Укрепили плоть яичницей и потапцами — так у нее называется аппетитное блюдо из кусочков ржаного хлеба, приправленное свежим подсолнечным маслом и солью, — напились чаю с заваркой из вишневых веточек и уже после этого, довольные, выходим втроем на улицу. В лучах весеннего солнца предстает перед нами наш районный городок: его центральная мощеная улица протянулась на монастырскую гору, где белеет аккуратный домик — бывшая свечкарня* (* - Помещение, где производили и продавали свечи), строение с большими окнами, со стенами такой толщины, что их и пушкой не пробьешь. Цитадель! Именно в этой цитадели и разместилась наша «Красная степь», в одной половине — типография, в другой - редакция, а посередине, в сенях, громоздятся огромные рулоны газетной бумаги, на которых по ночам дремлет дед-сторож.
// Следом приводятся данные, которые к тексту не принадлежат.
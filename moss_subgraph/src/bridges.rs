use moss_common::{BRIDGE, EdgeId, Graph, NodeId};
use tracing::debug;

/// Sets the bridge bit on every edge whose removal disconnects the graph and
/// clears it everywhere else. Returns the number of bridges.
pub fn mark_bridges(graph: &mut Graph) -> usize {
    let bridges = find_bridges(graph);
    for e in graph.edge_ids().collect::<Vec<_>>() {
        let flags = graph.edge_flags(e) & !BRIDGE;
        graph.set_edge_flags(e, flags);
    }
    for &e in &bridges {
        let flags = graph.edge_flags(e) | BRIDGE;
        graph.set_edge_flags(e, flags);
    }
    debug!("marked {} bridges", bridges.len());
    bridges.len()
}

/// The bridges of `graph`, without touching its flags.
pub fn find_bridges(graph: &Graph) -> Vec<EdgeId> {
    let mut search = BridgeSearch {
        graph,
        level: vec![0; graph.node_count()],
        low: vec![0; graph.node_count()],
        bridges: Vec::new(),
        counter: 0,
    };
    for start in graph.node_ids() {
        if search.level[start.as_usize()] == 0 {
            search.visit(start, None);
        }
    }
    search.bridges
}

/// Tarjan low-link state. Levels start at 1; 0 means unvisited.
struct BridgeSearch<'g> {
    graph: &'g Graph,
    level: Vec<usize>,
    low: Vec<usize>,
    bridges: Vec<EdgeId>,
    counter: usize,
}

impl BridgeSearch<'_> {
    fn visit(&mut self, node: NodeId, via: Option<EdgeId>) {
        self.counter += 1;
        let n = node.as_usize();
        self.level[n] = self.counter;
        self.low[n] = self.counter;
        for &e in self.graph.incident(node) {
            if Some(e) == via {
                continue;
            }
            let other = self.graph.opposite(e, node);
            let o = other.as_usize();
            if self.level[o] == 0 {
                self.visit(other, Some(e));
                self.low[n] = self.low[n].min(self.low[o]);
                if self.low[o] > self.level[n] {
                    self.bridges.push(e);
                }
            } else {
                self.low[n] = self.low[n].min(self.level[o]);
            }
        }
    }
}

#[cfg(test)]
mod tests {
    use super::*;
    use moss_common::*;

    #[test]
    fn chain_edges_are_all_bridges() {
        let mut g = hexane();
        assert_eq!(mark_bridges(&mut g), 5);
        assert!(g.edges().iter().all(Edge::is_bridge));
    }

    #[test]
    fn ring_edges_are_not_bridges() {
        let mut g = cyclohexyl_ethanol();
        assert_eq!(mark_bridges(&mut g), 2);
        assert!(!g.edge(EdgeId::new(0)).is_bridge());
    }

    #[test]
    fn remarking_clears_stale_bits() {
        let mut g = benzene();
        g.set_edge_flags(EdgeId::new(2), BRIDGE | 0b1);
        assert_eq!(mark_bridges(&mut g), 0);
        assert_eq!(g.edge_flags(EdgeId::new(2)), 0b1);
    }
}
Сперва и мы здесь устраивались, а теперь нам с Кириком разрешается куда больше -ночуем на редакционных столах.
Направляемся к свечкарне, идем, минуем раймилицию, нарсуд, сберкассу и другие учреждения, нашедшие себе пристанище в приземистых зданиях с прочными коваными дверями, с каменными полуподвалами и погребами, ведь когда-то в этом городке хозяйничало купечество. По праздникам бурлили тут огромные торжища, от которых до нас дошли только ярмарочные мифы. Заядлые крикливые прасолы, слетавшиеся черт знает откуда, разворачивали здесь буйную коммерцию, покупали, продавали, пускались в жульничество, ссорились, мирились, а закупив целые гурты волов и овец, да еще и жеребцов коно-крадских, перекрестившись благодарно в сторону монастыря, покидали городок до следующего лета. За время ярмарки купеческое племя по уши погружалось в грехи, благо, было где их замаливать — стоило лишь взглянуть вон туда, на монастырскую гору, где на главном куполе чистым золотом горел на всю округу ясный всепрощающий крест.